Source: ADESA Analytical Services.

Assessing implications of GM switching to quarterly sales updates

DETROIT - 

Both Cox Automotive senior economist Charlie Chesbrough and Autotrader executive analyst Michelle Krebs each shared a cautionary reaction on Tuesday morning just hours after General Motors announced that the automaker will begin reporting its U.S. vehicle sales on a quarterly basis, effective immediately.

Contained in the closing segment of what evidently is its last monthly sales announcement, GM explained that now second quarter sales will be released on July 3, third quarter sales on Oct. 2 and fourth quarter sales on Jan. 3 of next year.

“Thirty days is not enough time to separate real sales trends from short-term fluctuations in a very dynamic, highly competitive market,” said Kurt McNeil, U.S. vice president of sales operations at GM. “Reporting sales quarterly better aligns with our business, and the quality of information will make it easier to see how the business is performing.”

In the auto industry, GM emphasized monthly sales are subject to many issues that make them more volatile than quarterly sales, including product launch activity, weather, other seasonal factors, the number of selling days and incentive activity.

GM also added that its “high level of transparency” on total, brand and nameplate sales, fleet mix and inventory will not change. The company will also continue sharing J.D. Power PIN estimates for incentive spending and average transaction prices.

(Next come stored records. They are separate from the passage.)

//! Making an image's content locally complete.

use std::collections::BTreeMap;

use cask_core::error::{CaskError, Result};
use cask_core::ErrorKind;

use crate::client::Client;
use crate::context::OpContext;
use crate::graph;
use crate::labels;
use crate::platform::MatchComparer;
use crate::reference::Reference;
use crate::remote::{fetch_graph, FetchEvent};
use crate::store::ImageRecord;

/// Labels recording where fetched blobs came from.
pub fn source_labels(reference: &Reference) -> BTreeMap<String, String> {
    BTreeMap::from([(
        labels::distribution_source_label(&reference.domain),
        reference.path.clone(),
    )])
}

/// Fetch whatever `image` is missing under `matcher` from the registry its
/// name points at. A complete image is left alone.
pub async fn ensure_content(
    client: &Client,
    ctx: &OpContext,
    image: &ImageRecord,
    matcher: &MatchComparer,
) -> Result<()> {
    let health = graph::check(client.content(), ctx, &image.target, matcher).await?;
    if health.is_complete() {
        return Ok(());
    }
    tracing::debug!(
        image = %image.name,
        missing = health.missing.len(),
        "Fetching missing content"
    );

    let reference = match Reference::parse(&image.name) {
        Ok(r) if !r.is_ipfs() => r.with_digest(&image.target.digest),
        _ => {
            return Err(CaskError::FetchFailed {
                reference: image.name.clone(),
                message: format!(
                    "{} blob(s) missing and the image has no registry reference",
                    health.missing.len()
                ),
            })
        }
    };

    let insecure = client.config().insecure_registry;
    match fetch_missing(client, ctx, image, &reference, matcher, false).await {
        Err(e) if insecure && e.is(ErrorKind::SchemeMismatch) => {
            tracing::warn!(
                domain = %reference.domain,
                error = %e,
                "HTTPS failed, retrying with plain HTTP"
            );
            fetch_missing(client, ctx, image, &reference, matcher, true).await
        }
        other => other,
    }
}

async fn fetch_missing(
    client: &Client,
    ctx: &OpContext,
    image: &ImageRecord,
    reference: &Reference,
    matcher: &MatchComparer,
    plain_http: bool,
) -> Result<()> {
    let resolver = client.remotes().resolver(&reference.domain, plain_http)?;
    let fetcher = resolver.fetcher(reference)?;
    let progress = |event: FetchEvent| {
        if let FetchEvent::Done(desc) = event {
            tracing::debug!(digest = %desc.digest, "Fetched missing blob");
        }
    };
    fetch_graph(
        client.content(),
        ctx,
        fetcher.as_ref(),
        &image.target,
        matcher,
        &source_labels(reference),
        &progress,
    )
    .await
    .map_err(|e| match e.kind() {
        ErrorKind::NotFound => CaskError::FetchFailed {
            reference: reference.to_string(),
            message: e.to_string(),
        },
        _ => e,
    })
}

#[cfg(test)]
mod tests {
    use super::*;
    use tempfile::TempDir;

    use crate::descriptor::Descriptor;
    use crate::manifest::new_manifest;
    use crate::media;
    use crate::store::write_blob;

    #[tokio::test]
    async fn test_complete_image_needs_no_remote() {
        let tmp = TempDir::new().unwrap();
        let client = Client::open(cask_core::CaskConfig {
            data_root: tmp.path().to_path_buf(),
            hosts_dir: Vec::new(),
            ..Default::default()
        })
        .unwrap();
        let ctx = client.context();

        let config = Descriptor::of(media::OCI_CONFIG, b"{}");
        write_blob(client.content(), &ctx, &config, b"{}", BTreeMap::new()).await.unwrap();
        let manifest = new_manifest(media::OCI_MANIFEST, &config, &[]).unwrap();
        let data = serde_json::to_vec(&manifest).unwrap();
        let target = Descriptor::of(media::OCI_MANIFEST, &data);
        write_blob(client.content(), &ctx, &target, &data, BTreeMap::new()).await.unwrap();

        let image = ImageRecord::new("unreachable.invalid/x:1", target);
        ensure_content(&client, &ctx, &image, &MatchComparer::all())
            .await
            .unwrap();
    }

    #[tokio::test]
    async fn test_missing_content_without_registry_name() {
        let tmp = TempDir::new().unwrap();
        let client = Client::open(cask_core::CaskConfig {
            data_root: tmp.path().to_path_buf(),
            hosts_dir: Vec::new(),
            ..Default::default()
        })
        .unwrap();
        let ctx = client.context();
        let target = Descriptor::of(media::OCI_MANIFEST, b"absent");
        let image = ImageRecord::new("not a reference!", target);
        let err = ensure_content(&client, &ctx, &image, &MatchComparer::all())
            .await
            .unwrap_err();
        assert!(err.is(ErrorKind::FetchFailed));
    }

    #[test]
    fn test_source_labels() {
        let r = Reference::parse("ghcr.io/org/app:1").unwrap();
        let labels = source_labels(&r);
        assert_eq!(
            labels.get("containerd.io/distribution.source.ghcr.io"),
            Some(&"org/app".to_string())
        );
    }
}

Chesbrough replied first when Auto Remarketing asked for a reaction to GM’s decision during a conference call Cox Automotive hosts on a monthly basis.

“I think for GM, they feel like this is going to be a time saver,” Chesbrough said. “They won’t be scrambling so much to get the news out at the start of each month. They feel maybe they’re chasing a little too much monthly volatility, which might be out of their control. And they haven’t been able to focus enough on bigger picture stories they could focus on a quarterly basis. I think that’s the general idea.”

If a company as large as GM makes this decision, what about other members of the Big 3 or leading foreign automakers?

“Our expectation is that other companies are going to likely follow,” Chesbrough said. “We don’t know how many, but I wouldn’t be surprised to see a couple of other big OEMs also decide to move to quarterly reporting basis.”

If that does in fact happen, Chesbrough touched on what the implications could be.

“I think the danger for the industry and where there are risks are for the companies themselves,” he said. “They probably will have less control over the narrative of what’s going on each month, if their sales are up or down, it’s going to be up to whatever analyst says they are or what reporters decide they’re going to be since we won’t know the facts themselves. I think there is some risk to that.

“Also, what replaces that information source? Is the industry able to find a viable replacement other than GM reporting those numbers themselves? Certainly, we all want to know what’s happening in the industry on a real-time basis because we know the auto industry is an important component for Wall Street in terms of monitoring the overall health of the economy,” Chesbrough went on to say. “I think people are going to want to know and have some kind of a measurement as to how sales are progressing.”

For Krebs, she approached from the perspective on how the GM decision could be create a much greater impact than knowing how many new trucks or sedans franchised dealerships turned in a given month.

“I was around in the lead up to the recession, and auto sales were a bellwether of the economy,” Krebs said. “We might not get at least a public lead on that without seeing monthly sales. But I understand why GM is doing it. Other industries do it. In the real estate industry, they switched over. Other retailers like Wal-Mart and Target, they don’t do monthly sales. I get it on that respect.

“And if you look at the first quarter as an example, January and February are really low months and March is a very high month so looking quarterly does even things out,” she continued.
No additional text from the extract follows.